Só que memes, em sua própria definição, são ideias que fogem do controle. Um texto, uma imagem, uma gravação, tudo pode viralizar da noite para o dia nas redes atuais, sendo colocados nos contextos mais bizarros e ressignificados na cultura do remix.

Uma música de aniversário pode virar um hino de guerra, um xingamento, uma ameaça, Uma foto sua parar em uma lista de profissionais sem qualquer conexão real com você. Além disso, tirando o material original do seu contexto e sem sabermos os bastidores, os julgamentos mais aleatórios irão ocorrer, inclusive com as próprias redes estimulando você a espalhar e comentar o conteúdo com a maior rapidez e sem discernimento.

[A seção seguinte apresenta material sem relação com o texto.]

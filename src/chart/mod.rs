//! Bar chart generation for ranked sections.
//!
//! This module converts result rows into (label, value) series and renders
//! them as SVG or terminal bar charts.

pub mod generator;
pub mod series;

// Re-export main types
pub use generator::{generate_bar_chart, generate_text_chart, BarChartConfig};
pub use series::{aggregate_series, performance_series, reviews_series, ChartPoint};
//! Output writers for reports, charts and tables.
//!
//! This module handles writing data in various formats:
//! - JSON reports
//! - SVG bar charts
//! - Plain-text tables

pub mod json;
pub mod svg;
pub mod table;

// Re-export main functions
pub use json::{read_report, write_report};
pub use svg::write_svg;
pub use table::{render_aggregate_table, render_raw_table};

use crate::utils::error::OutputError;
use log::debug;
use std::path::Path;

/// Common path validation for output files
pub fn validate_path(path: &Path) -> Result<(), OutputError> {
    if path.as_os_str().is_empty() {
        return Err(OutputError::InvalidPath("Path is empty".to_string()));
    }

    if path.exists() && path.is_dir() {
        return Err(OutputError::InvalidPath(format!(
            "Path is a directory: {}",
            path.display()
        )));
    }

    Ok(())
}

/// Create missing parent directories of an output path
pub fn ensure_parent_dir(path: &Path) -> Result<(), OutputError> {
    if let Some(parent) = path.parent() {
        if !parent.as_os_str().is_empty() && !parent.exists() {
            debug!("Creating parent directories: {}", parent.display());
            std::fs::create_dir_all(parent).map_err(|e| {
                OutputError::InvalidPath(format!(
                    "Cannot create directory {}: {}",
                    parent.display(),
                    e
                ))
            })?;
        }
    }
    Ok(())
}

Perseguido por amor, ódio ou curiosidade, por coisas que não fez. Ninguém quer ouvir seu conteúdo, você é o conteúdo. Mas haveria um conteúdo significativo por trás da imagem?

Isso nos leva à segunda camada do filme, o desenvolvimento da personalidade do professor. Alguém que deseja ardorosamente a fama, mas nunca produziu diretamente nada de impacto, muito longe da figura do pesquisador rigoroso, do artista dedicado ou mesmo do profissional pró-ativo.

Apenas alguém de ego frágil com ideias próprias que nunca leva adiante (podemos pensar até que ponto  o próprio ambiente acadêmico onde vive desestimula isso), nem possui empatia por seus alunos. A interpretação de Nicolas é fundamental para transmitir essas nuances do personagem, mostrando suas angústias, desejos e reflexões à medida que interage com as situações mais inusitadas.

“O Homem dos Sonhos” traz ainda um diálogo adicional entre essas duas camadas do roteiro, já que as sementes da explicação dos acontecimentos podem estar nas ideias científicas que o professor tanto deseja publicar, porém, ele mesmo não percebe isso, devido a sua preocupação, tão focado no seu ego, que ignora coisas importantes ao seu redor, como a própria família.

Recomendo muito essa comédia dramática que mexe suavemente com a ficção científica e a fantasia e que teve até merecidas indicações ao prêmio Globo de Ouro.

por Luiz Cecanecchia – especial para CFNotícias

*Título assistido em Cabine de Imprensa promovida pela Califórnia Filmes.